Il y a un petit moment, pendant qu’on jasait boulot et de la vie en général, une bonne connaissance m’a demandé: «Es-tu rendu où tu voulais être?» Ce n’était pas une question piège.
Il n’y avait ni jugement ni malice dans sa question. Pas de points bonis pour une réponse parfaite. C’était juste une question pour alimenter la conversation. Mais mon cerveau a quand même mis les breaks. Pas parce que ça m’a froissé comme une chemise en lin un jour de canicule sur une terrasse, mais simplement parce que je ne savais pas quoi répondre.
Je ne suis jamais vraiment interrogé sur le sujet.
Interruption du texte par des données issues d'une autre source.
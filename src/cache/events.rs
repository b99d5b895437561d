//! Cache events published by write paths after a successful commit.

use uuid::Uuid;

/// A committed change that may have made cached reads stale.
///
/// Each variant carries the identifiers needed to address every dependent tag,
/// including tags of related records (owning talent, author, parent category).
#[derive(Debug, Clone, PartialEq, Eq)]
pub enum CacheEvent {
    ArticleUpserted {
        article_id: Uuid,
        slug: String,
        author_id: Uuid,
        community_id: Option<Uuid>,
        previous_community_id: Option<Uuid>,
    },
    ArticleDeleted {
        article_id: Uuid,
        slug: String,
        author_id: Uuid,
        community_id: Option<Uuid>,
    },
    ProductUpserted {
        product_id: Uuid,
        slug: String,
        talent_id: Uuid,
        talent_slug: String,
    },
    ProductDeleted {
        product_id: Uuid,
        slug: String,
        talent_id: Uuid,
        talent_slug: String,
    },
    TalentUpserted {
        talent_id: Uuid,
        slug: String,
        user_id: Uuid,
    },
    CommunityUpserted {
        community_id: Uuid,
        slug: String,
        user_id: Uuid,
    },
    HubUpserted {
        hub_id: Uuid,
        slug: String,
        category_id: Uuid,
        previous_category_id: Option<Uuid>,
    },
    HubDeleted {
        hub_id: Uuid,
        slug: String,
        category_id: Uuid,
    },
    HubCategoryUpserted {
        category_id: Uuid,
        slug: String,
    },
    /// Deleting a category cascades to its hubs; `hubs` lists (id, slug) of each child.
    HubCategoryDeleted {
        category_id: Uuid,
        slug: String,
        hubs: Vec<(Uuid, String)>,
    },
    UserUpdated {
        user_id: Uuid,
    },
    AppDataUpdated,
}

impl CacheEvent {
    pub fn kind(&self) -> &'static str {
        match self {
            CacheEvent::ArticleUpserted { .. } => "article.upserted",
            CacheEvent::ArticleDeleted { .. } => "article.deleted",
            CacheEvent::ProductUpserted { .. } => "product.upserted",
            CacheEvent::ProductDeleted { .. } => "product.deleted",
            CacheEvent::TalentUpserted { .. } => "talent.upserted",
            CacheEvent::CommunityUpserted { .. } => "community.upserted",
            CacheEvent::HubUpserted { .. } => "hub.upserted",
            CacheEvent::HubDeleted { .. } => "hub.deleted",
            CacheEvent::HubCategoryUpserted { .. } => "hub_category.upserted",
            CacheEvent::HubCategoryDeleted { .. } => "hub_category.deleted",
            CacheEvent::UserUpdated { .. } => "user.updated",
            CacheEvent::AppDataUpdated => "app_data.updated",
        }
    }
}
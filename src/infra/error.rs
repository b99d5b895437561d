use thiserror::Error;

#[derive(Debug, Error)]
pub enum InfraError {
    #[error("io error: {0}")]
    Io(#[from] std::io::Error),
    #[error("database error: {message}")]
    Database { message: String },
    #[error("telemetry initialization failed: {0}")]
    Telemetry(String),
    #[error("configuration error: {message}")]
    Configuration { message: String },
}

impl InfraError {
    pub fn database(message: impl Into<String>) -> Self {
        Self::Database {
            message: message.into(),
        }
    }

    pub fn configuration(message: impl Into<String>) -> Self {
        Self::Configuration {
            message: message.into(),
        }
    }

    pub fn telemetry(message: impl Into<String>) -> Self {
        Self::Telemetry(message.into())
    }
}

impl From<sqlx::Error> for InfraError {
    fn from(err: sqlx::Error) -> Self {
        Self::database(err.to_string())
    }
}

impl From<sqlx::migrate::MigrateError> for InfraError {
    fn from(err: sqlx::migrate::MigrateError) -> Self {
        Self::database(format!("migration failed: {err}"))
    }
}
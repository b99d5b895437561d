use async_trait::async_trait;

use crate::{
    application::repos::{RepoError, StatsRepo},
    domain::entities::ContentCounts,
};

use super::PostgresRepositories;
use super::util::map_sqlx_error;

#[derive(sqlx::FromRow)]
struct CountsRow {
    articles: i64,
    users: i64,
    communities: i64,
    products: i64,
    hubs: i64,
}

#[async_trait]
impl StatsRepo for PostgresRepositories {
    async fn content_counts(&self) -> Result<ContentCounts, RepoError> {
        let row = sqlx::query_as::<_, CountsRow>(
            "SELECT \
                 (SELECT COUNT(*) FROM articles) AS articles, \
                 (SELECT COUNT(*) FROM users) AS users, \
                 (SELECT COUNT(*) FROM communities) AS communities, \
                 (SELECT COUNT(*) FROM products) AS products, \
                 (SELECT COUNT(*) FROM hubs) AS hubs",
        )
        .fetch_one(self.pool())
        .await
        .map_err(map_sqlx_error)?;

        Ok(ContentCounts {
            articles: Self::convert_count(row.articles)?,
            users: Self::convert_count(row.users)?,
            communities: Self::convert_count(row.communities)?,
            products: Self::convert_count(row.products)?,
            hubs: Self::convert_count(row.hubs)?,
        })
    }
}
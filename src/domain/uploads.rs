//! Rules for user-submitted images.

use thiserror::Error;

/// Accepted MIME types and the extension stored for each.
const IMAGE_TYPES: &[(&str, &str)] = &[
    ("image/jpeg", "jpg"),
    ("image/png", "png"),
    ("image/webp", "webp"),
    ("image/gif", "gif"),
];

#[derive(Debug, Clone, Error, PartialEq, Eq)]
pub enum ImageRejection {
    #[error("unsupported image type `{0}`")]
    UnsupportedType(String),
    #[error("image exceeds {limit} bytes")]
    TooLarge { limit: u64 },
    #[error("image is empty")]
    Empty,
}

/// File extension for an accepted image MIME type.
pub fn image_extension(content_type: &str) -> Option<&'static str> {
    let essence = content_type
        .split(';')
        .next()
        .unwrap_or_default()
        .trim()
        .to_ascii_lowercase();
    IMAGE_TYPES
        .iter()
        .find(|(mime, _)| *mime == essence)
        .map(|(_, ext)| *ext)
}

/// Extension for `content_type`, or the rejection for an unsupported type.
pub fn accepted_extension(content_type: &str) -> Result<&'static str, ImageRejection> {
    image_extension(content_type)
        .ok_or_else(|| ImageRejection::UnsupportedType(content_type.to_string()))
}

/// Size rule: non-empty and at most `limit` bytes.
pub fn check_image_size(size: u64, limit: u64) -> Result<(), ImageRejection> {
    if size == 0 {
        return Err(ImageRejection::Empty);
    }
    if size > limit {
        return Err(ImageRejection::TooLarge { limit });
    }
    Ok(())
}

#[cfg(test)]
mod tests {
    use super::*;

    #[test]
    fn accepts_common_image_types() {
        assert_eq!(accepted_extension("image/png"), Ok("png"));
        assert_eq!(accepted_extension("IMAGE/JPEG; charset=binary"), Ok("jpg"));
    }

    #[test]
    fn rejects_other_types() {
        assert_eq!(
            accepted_extension("application/pdf"),
            Err(ImageRejection::UnsupportedType("application/pdf".into()))
        );
    }

    #[test]
    fn enforces_size_bounds() {
        assert_eq!(check_image_size(0, 16), Err(ImageRejection::Empty));
        assert_eq!(check_image_size(16, 16), Ok(()));
        assert_eq!(
            check_image_size(17, 16),
            Err(ImageRejection::TooLarge { limit: 16 })
        );
    }
}
use crate::application::repos::RepoError;

/// Classify a driver error so mutators can report it as data.
pub fn map_sqlx_error(err: sqlx::Error) -> RepoError {
    match err {
        sqlx::Error::RowNotFound => RepoError::NotFound,
        sqlx::Error::Database(db) if db.is_unique_violation() => RepoError::Duplicate {
            constraint: db.constraint().unwrap_or("unknown").to_string(),
        },
        sqlx::Error::Database(db)
            if db.is_foreign_key_violation() || db.message().contains("invalid input") =>
        {
            RepoError::InvalidInput {
                message: db.message().to_string(),
            }
        }
        sqlx::Error::Database(db) if db.message().contains("violates") => RepoError::Integrity {
            message: db.message().to_string(),
        },
        sqlx::Error::Database(db) if db.message().contains("canceling statement") => {
            RepoError::Timeout
        }
        sqlx::Error::PoolTimedOut => RepoError::Timeout,
        other => RepoError::from_persistence(other),
    }
}

/// `RETURNING` queries that matched no row surface as `NotFound`.
pub fn require_row<T>(row: Option<T>) -> Result<T, RepoError> {
    row.ok_or(RepoError::NotFound)
}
Citronnade de berlingot, je ferais honte à n’importe quel coach de vie. Je ne suis qu’un saltimbanque errant dans l’autobus du showbizz sans terminus précis. La question englobait aussi la portion vie personnelle sans la case boulot. Ça faisait beaucoup à réfléchir entre deux gorgées de bol de café au lait avec une feuille gossée dans la mousse sur le dessus du café par l’agile barista.
La vérité, c’est que ne je n’ai jamais eu de grand plan. Aucune vision grandiose sur le long terme. Aucun mantra répété chaque soir pour que la fée du destin se tanne de m’entendre radoter la même chose et qu’elle m’y amène pour se débarrasser de moi.
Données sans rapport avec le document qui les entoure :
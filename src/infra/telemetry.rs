use std::sync::Once;

use metrics::{Unit, describe_counter, describe_histogram};
use tracing_error::ErrorLayer;
use tracing_subscriber::{
    EnvFilter, fmt,
    layer::{Layer, SubscriberExt},
    util::SubscriberInitExt,
};

use crate::config::{LogFormat, LoggingSettings};

use super::error::InfraError;

static METRIC_DESCRIPTIONS: Once = Once::new();

/// Install the global tracing subscriber and describe the cache metrics.
pub fn init(logging: &LoggingSettings) -> Result<(), InfraError> {
    describe_metrics();

    let env_filter = EnvFilter::builder()
        .with_default_directive(logging.level.into())
        .from_env_lossy();

    let fmt_layer = match logging.format {
        LogFormat::Json => fmt::layer()
            .json()
            .with_current_span(true)
            .with_span_list(true)
            .with_target(true)
            .boxed(),
        LogFormat::Compact => fmt::layer().compact().with_target(true).boxed(),
    };

    tracing_subscriber::registry()
        .with(env_filter)
        .with(ErrorLayer::default())
        .with(fmt_layer)
        .try_init()
        .map_err(|err| {
            InfraError::telemetry(format!("failed to install tracing subscriber: {err}"))
        })
}

fn describe_metrics() {
    METRIC_DESCRIPTIONS.call_once(|| {
        describe_counter!(
            "pemuda_cache_hit_total",
            Unit::Count,
            "Total number of reads served from the cache."
        );
        describe_counter!(
            "pemuda_cache_miss_total",
            Unit::Count,
            "Total number of reads that queried storage."
        );
        describe_counter!(
            "pemuda_cache_evict_total",
            Unit::Count,
            "Total number of cache entries evicted due to capacity."
        );
        describe_counter!(
            "pemuda_cache_invalidate_total",
            Unit::Count,
            "Total number of cache tag invalidations."
        );
        describe_histogram!(
            "pemuda_cache_invalidate_ms",
            Unit::Milliseconds,
            "Latency of executing the invalidation plan of one write."
        );
    });
}
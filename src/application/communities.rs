use std::sync::Arc;

use serde::Deserialize;
use uuid::Uuid;

use crate::application::actions::{
    ActionError, Actor, Validator, normalize_optional, parse_id, parse_status, require_actor,
    require_admin, slug_issue, target_id,
};
use crate::application::repos::{
    CommunitiesRepo, CommunitiesWriteRepo, CommunityChanges, NewCommunity, RepoError,
};
use crate::cache::{CacheEvent, CacheKey, CacheTag, CacheTrigger};
use crate::domain::entities::CommunityRecord;
use crate::domain::slug::generate_slug_today;
use crate::domain::types::ReviewStatus;

const NAME_MAX: usize = 120;
const LABEL_MAX: usize = 80;

/// Payload of the community form. A non-empty `id` selects update.
#[derive(Debug, Clone, Default, Deserialize)]
#[serde(default)]
pub struct CommunityInput {
    pub id: Option<String>,
    pub name: String,
    pub description: String,
    pub image: Option<String>,
    pub location: Option<String>,
    pub category: String,
}

#[derive(Clone)]
pub struct CommunityService {
    reader: Arc<dyn CommunitiesRepo>,
    writer: Arc<dyn CommunitiesWriteRepo>,
    trigger: CacheTrigger,
}

impl CommunityService {
    pub fn new(
        reader: Arc<dyn CommunitiesRepo>,
        writer: Arc<dyn CommunitiesWriteRepo>,
        trigger: CacheTrigger,
    ) -> Self {
        Self {
            reader,
            writer,
            trigger,
        }
    }

    pub async fn community_by_id(&self, id: Uuid) -> Result<Option<CommunityRecord>, RepoError> {
        let reader = self.reader.clone();
        self.trigger
            .cache()
            .fetch(
                CacheKey::with("community-by-id", id),
                vec![CacheTag::CommunityById(id)],
                || async move { reader.find_community_by_id(id).await },
            )
            .await
    }

    pub async fn community_by_slug(
        &self,
        slug: &str,
    ) -> Result<Option<CommunityRecord>, RepoError> {
        let reader = self.reader.clone();
        let owned = slug.to_string();
        self.trigger
            .cache()
            .fetch(
                CacheKey::with("community-by-slug", slug),
                vec![CacheTag::CommunityBySlug(slug.to_string())],
                || async move { reader.find_community_by_slug(&owned).await },
            )
            .await
    }

    pub async fn community_by_user(
        &self,
        user_id: Uuid,
    ) -> Result<Option<CommunityRecord>, RepoError> {
        let reader = self.reader.clone();
        self.trigger
            .cache()
            .fetch(
                CacheKey::with("community-by-user", user_id),
                vec![CacheTag::UserCommunity(user_id)],
                || async move { reader.find_community_by_user(user_id).await },
            )
            .await
    }

    pub async fn approved_communities(&self) -> Result<Vec<CommunityRecord>, RepoError> {
        let reader = self.reader.clone();
        self.trigger
            .cache()
            .fetch(
                CacheKey::new("communities-approved"),
                vec![CacheTag::Communities],
                || async move { reader.list_communities(Some(ReviewStatus::Approved)).await },
            )
            .await
    }

    pub async fn all_communities(&self) -> Result<Vec<CommunityRecord>, RepoError> {
        let reader = self.reader.clone();
        self.trigger
            .cache()
            .fetch(
                CacheKey::new("communities"),
                vec![CacheTag::Communities],
                || async move { reader.list_communities(None).await },
            )
            .await
    }

    /// Create the actor's community or update an existing one.
    ///
    /// New communities start `pending` and wait for review.
    pub async fn save_community(
        &self,
        actor: Option<&Actor>,
        input: CommunityInput,
    ) -> Result<CommunityRecord, ActionError> {
        let actor = require_actor(actor)?;
        let target = target_id(input.id.as_deref())?;
        let image = normalize_optional(input.image);
        let location = normalize_optional(input.location);

        Validator::new()
            .required("name", &input.name, NAME_MAX)
            .required("description", &input.description, usize::MAX)
            .required("category", &input.category, LABEL_MAX)
            .image("image", image.as_deref())
            .max_len("location", location.as_deref(), NAME_MAX)
            .finish()?;

        let name = input.name.trim().to_string();
        let category = input.category.trim().to_string();

        let community = match target {
            None => {
                let slug = generate_slug_today(&name).map_err(|err| slug_issue(err, "name"))?;
                self.writer
                    .create_community(NewCommunity {
                        user_id: actor.user_id,
                        slug,
                        name,
                        description: input.description,
                        image,
                        location,
                        category,
                        status: ReviewStatus::Pending,
                    })
                    .await?
            }
            Some(id) => {
                let existing = self
                    .reader
                    .find_community_by_id(id)
                    .await?
                    .ok_or(ActionError::NotFound("community"))?;
                if !actor.can_edit(existing.user_id) {
                    return Err(ActionError::Unauthorized);
                }
                self.writer
                    .update_community(CommunityChanges {
                        id,
                        name,
                        description: input.description,
                        image,
                        location,
                        category,
                    })
                    .await?
            }
        };

        self.trigger.publish(upserted(&community));
        Ok(community)
    }

    /// Review decision on a community. Admin only.
    pub async fn set_community_status(
        &self,
        actor: Option<&Actor>,
        id: &str,
        status: &str,
    ) -> Result<CommunityRecord, ActionError> {
        require_admin(actor)?;
        let status: ReviewStatus = parse_status(status)?;
        let id = parse_id(id)?;

        let community = self.writer.update_community_status(id, status).await?;
        self.trigger.publish(upserted(&community));
        Ok(community)
    }
}

fn upserted(community: &CommunityRecord) -> CacheEvent {
    CacheEvent::CommunityUpserted {
        community_id: community.id,
        slug: community.slug.clone(),
        user_id: community.user_id,
    }
}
Jamais je n’ai mis de balise sur des âges et enjeux. Du style : moi à 40 ans, je vais avoir un ranch avec quarante chevaux qui galopent au gré du vent sur les collines de mon domaine dans les Alpes. Pas plus que je ne me suis dit que si j’étais célibataire à 50 ans, je serais un échec (fiou, parce que j’aurais trois strikes dans le front. Game over).
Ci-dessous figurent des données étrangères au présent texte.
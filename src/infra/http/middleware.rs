use std::time::Instant;

use axum::{
    body::Body,
    extract::State,
    http::{Request, header},
    middleware::Next,
    response::{IntoResponse, Response},
};
use tracing::{debug, error, warn};
use uuid::Uuid;

use crate::application::actions::Actor;
use crate::application::error::ErrorReport;
use crate::domain::entities::UserRecord;

use super::AppState;
use super::error::ApiError;

#[derive(Clone)]
pub struct RequestContext {
    pub request_id: String,
}

/// The user behind the request's bearer token.
#[derive(Debug, Clone)]
pub struct CurrentUser(pub UserRecord);

impl CurrentUser {
    pub fn actor(&self) -> Actor {
        Actor::from_user(&self.0)
    }
}

pub async fn set_request_context(mut request: Request<Body>, next: Next) -> Response {
    let request_id = Uuid::new_v4().to_string();
    let ctx = RequestContext {
        request_id: request_id.clone(),
    };
    request.extensions_mut().insert(ctx.clone());

    let mut response = next.run(request).await;
    response.extensions_mut().insert(ctx);
    response
}

/// Resolve `Authorization: Bearer <token>` to a [`CurrentUser`]. Missing or
/// unknown tokens leave the request anonymous.
pub async fn resolve_session(
    State(state): State<AppState>,
    mut request: Request<Body>,
    next: Next,
) -> Response {
    let token = extract_token(request.headers().get(header::AUTHORIZATION));

    if let Some(token) = token {
        match state.services.users.resolve_session(&token).await {
            Ok(Some(user)) => {
                debug!(
                    target = "pemuda::http::session",
                    user_id = %user.id,
                    "session resolved"
                );
                request.extensions_mut().insert(CurrentUser(user));
            }
            Ok(None) => {}
            Err(err) => {
                error!(
                    target = "pemuda::http::session",
                    error = %err,
                    "session lookup failed"
                );
                return ApiError::repo("infra::http::session", err).into_response();
            }
        }
    }

    next.run(request).await
}

fn extract_token(value: Option<&header::HeaderValue>) -> Option<String> {
    let raw = value?.to_str().ok()?;
    let token = raw.strip_prefix("Bearer ")?.trim();
    (!token.is_empty()).then(|| token.to_string())
}

pub async fn log_responses(request: Request<Body>, next: Next) -> Response {
    let method = request.method().clone();
    let uri = request.uri().clone();
    let start = Instant::now();

    let user_id = request
        .extensions()
        .get::<CurrentUser>()
        .map(|user| user.0.id.to_string());

    let request_id = request
        .extensions()
        .get::<RequestContext>()
        .map(|ctx| ctx.request_id.clone())
        .unwrap_or_default();

    let mut response = next.run(request).await;
    let status = response.status();

    if status.is_client_error() || status.is_server_error() {
        let elapsed_ms = start.elapsed().as_millis();
        let report = response.extensions_mut().remove::<ErrorReport>();
        let (source, messages) = match report {
            Some(report) => (report.source, report.messages),
            None => ("unknown", Vec::new()),
        };
        let detail = messages
            .first()
            .cloned()
            .unwrap_or_else(|| "no diagnostic available".to_string());

        if status.is_server_error() {
            error!(
                target = "pemuda::http::response",
                status = status.as_u16(),
                method = %method,
                path = %uri.path(),
                query = uri.query().unwrap_or(""),
                elapsed_ms = elapsed_ms,
                source = source,
                detail = %detail,
                chain = ?messages,
                request_id = request_id,
                user_id = user_id.as_deref().unwrap_or(""),
                "request failed",
            );
        } else {
            warn!(
                target = "pemuda::http::response",
                status = status.as_u16(),
                method = %method,
                path = %uri.path(),
                query = uri.query().unwrap_or(""),
                elapsed_ms = elapsed_ms,
                source = source,
                detail = %detail,
                chain = ?messages,
                request_id = request_id,
                user_id = user_id.as_deref().unwrap_or(""),
                "client request error",
            );
        }
    }

    response
}

#[cfg(test)]
mod tests {
    use super::*;
    use axum::http::HeaderValue;

    #[test]
    fn bearer_token_is_extracted() {
        let value = HeaderValue::from_static("Bearer abc123");
        assert_eq!(extract_token(Some(&value)).as_deref(), Some("abc123"));
    }

    #[test]
    fn other_schemes_are_ignored() {
        let basic = HeaderValue::from_static("Basic dXNlcjpwYXNz");
        let empty = HeaderValue::from_static("Bearer  ");
        assert!(extract_token(Some(&basic)).is_none());
        assert!(extract_token(Some(&empty)).is_none());
        assert!(extract_token(None).is_none());
    }
}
Comme si j’avais embarqué dans le kayak de ma vie et décidé de descendre la rivière de la destinée, sans trop savoir le parcours qu’il fallait suivre.
Oui, j’ai ramé dans le courant. Et oui, j’ai aussi ramé contre le courant. Bifurqué à gauche et à droite. Mais sans avoir de carte précise et de boussole enlignée comme du monde.
Je ne suis pas non plus une gerboise écervelée qui spine dans sa roue sans arrêt et sans jamais avancer. Bien entendu que j’avais et que j’ai encore des buts, des envies, des rêves et des objectifs. Mais je ne les ai pas toujours suivis.
Bon, tu me diras que si j’avais «focussé» un peu plus sur mes affaires, je me serais rendu aux Jeux olympiques en judo (je sais que tu te dis que j’aurais eu plus de chance en nage synchronisée, mais je te jure que j’avais ben de la technique pour mettre un gars au sol).
Je pense seulement qu’au travers tout ce que je voulais être et faire, j’ai laissé de place pour l’imprévu. J’ai toujours voulu rester ouvert aux suggestions de sentiers non prévus que la vie allait m’offrir. De faire en sorte que mon objectif soit toujours celui de faire ce que je pense être le meilleur pour moi au moment précis où ça arrive dans ma vie. Avec ce que ça amène comme réussites, comme échecs, comme apprentissages, comme défis, comme peines et comme joies.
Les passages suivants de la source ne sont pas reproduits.